Robotic Prostheses For Human Faces 111
holy_calamity writes "New Scientist reports on a patent application that suggests implanting polymer muscles beneath the skin of people suffering paralysis of the face to give them control of their features. The technique has already been used successfully to reanimate the eyelids of human cadavers. Movement could be returned to other facial features and even paralyzed limbs in the same way, the surgeons at University of California Davis say. The full patent application is also available on the WIPO site."
Why is this patentable? (Score:3, Insightful)
Since when are surgical procedures patentable? And what are the ethics of patenting this anyway, and likely thereby preventing some people from receiving such treatment, even if it is somehow legal to do so?
Or is the patent specific to the artificial muscles?
Limited scope (Score:3, Insightful)
Uncanny Valley (Score:4, Insightful)
Feels like there's a great danger here of falling deep into the uncanny valley [wikipedia.org], especially with facial prosthetics.
Re:Why is this patentable? (Score:3, Insightful)
Note that it's a patent application. I haven't looked to see if it's patentable, but you can file applications for things that aren't patentable.
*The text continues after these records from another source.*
#![forbid(unsafe_code)]

use super::registry::BlockRegistry;
use super::{Body, Direction, ProtocolBlock};
use crate::supervisor::{Service, ServiceExit};
use crate::wire::{Message, MessageKind};
use async_trait::async_trait;
use bytes::{Buf, Bytes};
use std::sync::Arc;
use std::time::{Duration, SystemTime, UNIX_EPOCH};
use tokio::sync::mpsc;
use tokio_util::sync::CancellationToken;
use tracing::{debug, info, trace, warn};

pub const BLOCK_HEADER_LEN: usize = 32;
/// Blocks shorter than this are dropped without decoding.
pub const MIN_BLOCK_LEN: usize = 48;
/// Territories whose control blocks are obfuscated.
pub const OBFUSCATED_TERRITORIES: [u16; 4] = [946, 947, 948, 949];
/// Control subtype whose first parameter carries the obfuscation byte.
pub const LOCKON_CONTROL_TYPE: u16 = 0x22;

/// Per-session decoding state.
#[derive(Debug, Clone, PartialEq, Eq)]
pub struct ObfuscationState {
    pub zone_uses_obfuscation: bool,
    pub key_byte: Option<u8>,
    /// Starts at the epoch, so a burst stamped at the epoch is forwarded once.
    pub last_egress_move_ts: SystemTime,
}

impl Default for ObfuscationState {
    fn default() -> Self {
        Self {
            zone_uses_obfuscation: false,
            key_byte: None,
            last_egress_move_ts: UNIX_EPOCH,
        }
    }
}

/// Receiving ends of a decoder's output queues.
#[derive(Debug)]
pub struct BlockStreams {
    pub ingress: mpsc::Receiver<ProtocolBlock>,
    pub egress: mpsc::Receiver<ProtocolBlock>,
}

/// Turns `Recv`/`Send` messages of one session into protocol blocks.
pub struct ProtocolDecoder {
    session_id: u32,
    registry: Arc<BlockRegistry>,
    messages: mpsc::Receiver<Message>,
    ingress_tx: mpsc::Sender<ProtocolBlock>,
    egress_tx: mpsc::Sender<ProtocolBlock>,
    state: ObfuscationState,
}

impl ProtocolDecoder {
    /// # Panics
    ///
    /// Panics if `capacity` is zero.
    pub fn new(
        session_id: u32,
        registry: Arc<BlockRegistry>,
        messages: mpsc::Receiver<Message>,
        capacity: usize,
    ) -> (Self, BlockStreams) {
        let (ingress_tx, ingress) = mpsc::channel(capacity);
        let (egress_tx, egress) = mpsc::channel(capacity);
        let decoder = Self {
            session_id,
            registry,
            messages,
            ingress_tx,
            egress_tx,
            state: ObfuscationState::default(),
        };
        (decoder, BlockStreams { ingress, egress })
    }

    pub fn state(&self) -> &ObfuscationState {
        &self.state
    }

    /// Decode one message. Returns the block and its direction when it should
    /// be forwarded.
    pub fn process(&mut self, message: &Message) -> Option<(Direction, ProtocolBlock)> {
        let direction = match message.kind {
            MessageKind::Recv => Direction::Ingress,
            MessageKind::Send => Direction::Egress,
            MessageKind::Debug => {
                debug!(
                    session = self.session_id,
                    text = %String::from_utf8_lossy(&message.data),
                    "agent debug message"
                );
                return None;
            }
            _ => return None,
        };

        let mut block = self.decode_block(message.subchannel, direction, &message.data)?;
        self.correct_obfuscation(&mut block);
        self.should_forward(direction, &block)
            .then_some((direction, block))
    }

    fn decode_block(
        &self,
        subchannel: u32,
        direction: Direction,
        data: &Bytes,
    ) -> Option<ProtocolBlock> {
        if data.len() < MIN_BLOCK_LEN {
            warn!(
                session = self.session_id,
                len = data.len(),
                "Dropping block shorter than {MIN_BLOCK_LEN} bytes"
            );
            return None;
        }

        let mut header = &data[..BLOCK_HEADER_LEN];
        let subject_id = header.get_u32_le();
        let current_id = header.get_u32_le();
        let timestamp_ms = header.get_u64_le();
        header.advance(2);
        let opcode = header.get_u16_le();
        header.advance(2);
        let server_id = header.get_u16_le();

        let Some(timestamp) = UNIX_EPOCH.checked_add(Duration::from_millis(timestamp_ms)) else {
            warn!(session = self.session_id, timestamp_ms, "Dropping block with unrepresentable timestamp");
            return None;
        };

        let raw = data.slice(BLOCK_HEADER_LEN..);
        let body = match self.registry.lookup(subchannel, opcode, direction) {
            Some(decode) => decode(&raw).unwrap_or_else(|err| {
                warn!(
                    session = self.session_id,
                    subchannel,
                    opcode,
                    ?direction,
                    %err,
                    "Failed to unmarshal block body, forwarding raw"
                );
                Body::Raw(raw.clone())
            }),
            None => Body::Raw(raw),
        };

        Some(ProtocolBlock {
            subject_id,
            current_id,
            timestamp,
            server_id,
            opcode,
            body,
        })
    }

    fn correct_obfuscation(&mut self, block: &mut ProtocolBlock) {
        let state = &mut self.state;
        match &mut block.body {
            Body::InitZone(zone) => {
                state.key_byte = None;
                state.zone_uses_obfuscation =
                    OBFUSCATED_TERRITORIES.contains(&zone.territory_type_id);
                if state.zone_uses_obfuscation {
                    debug!(
                        session = self.session_id,
                        territory = zone.territory_type_id,
                        "Entered obfuscated zone"
                    );
                }
            }
            Body::Casting(casting) if state.zone_uses_obfuscation && state.key_byte.is_none() => {
                let key = casting
                    .action_id
                    .wrapping_sub(u32::from(casting.action_id_name)) as u8;
                state.key_byte = Some(key);
                info!(
                    session = self.session_id,
                    key_byte = key,
                    "Detected obfuscation key for current zone"
                );
            }
            Body::Control(control)
                if control.kind == LOCKON_CONTROL_TYPE && state.zone_uses_obfuscation =>
            {
                if let Some(key) = state.key_byte.filter(|&key| key != 0) {
                    control.p1 = control.p1.wrapping_sub(u32::from(key));
                }
            }
            _ => {}
        }
    }

    fn should_forward(&mut self, direction: Direction, block: &ProtocolBlock) -> bool {
        if direction == Direction::Ingress {
            return true;
        }
        if !matches!(
            block.body,
            Body::EgressMovement(_) | Body::EgressInstanceMovement(_)
        ) {
            return true;
        }
        if block.timestamp == self.state.last_egress_move_ts {
            trace!(session = self.session_id, "Dropping duplicate egress movement");
            return false;
        }
        self.state.last_egress_move_ts = block.timestamp;
        true
    }
}

#[async_trait]
impl Service for ProtocolDecoder {
    fn name(&self) -> String {
        "protocol-decoder".to_string()
    }

    async fn serve(&mut self, cancel: CancellationToken) -> ServiceExit {
        info!(session = self.session_id, "Running");
        let exit = loop {
            let message = tokio::select! {
                _ = cancel.cancelled() => break ServiceExit::Stopped,
                message = self.messages.recv() => message,
            };
            let Some(message) = message else {
                debug!(session = self.session_id, "message source closed");
                break ServiceExit::Complete;
            };
            let Some((direction, block)) = self.process(&message) else {
                continue;
            };

            let tx = match direction {
                Direction::Ingress => &self.ingress_tx,
                Direction::Egress => &self.egress_tx,
            };
            tokio::select! {
                _ = cancel.cancelled() => break ServiceExit::Stopped,
                sent = tx.send(block) => {
                    if sent.is_err() {
                        trace!(session = self.session_id, ?direction, "no subscriber for block");
                    }
                }
            }
        };
        info!(session = self.session_id, "Stopping...");
        exit
    }
}

impl std::fmt::Debug for ProtocolDecoder {
    fn fmt(&self, f: &mut std::fmt::Formatter<'_>) -> std::fmt::Result {
        f.debug_struct("ProtocolDecoder")
            .field("session_id", &self.session_id)
            .field("state", &self.state)
            .finish_non_exhaustive()
    }
}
The concern about ethics really depends on what control is exerted with the patent. It'd all be speculation, since this isn't even a procedure ready to be used. (For drugs, for example, intellectual property controls back the majority of the drug cost -- so there are reasonable ethical questions. Even with a zero cost due to IP, neither robotic prosthesis nor the surgery and therapy needed to use them are at all cheap.)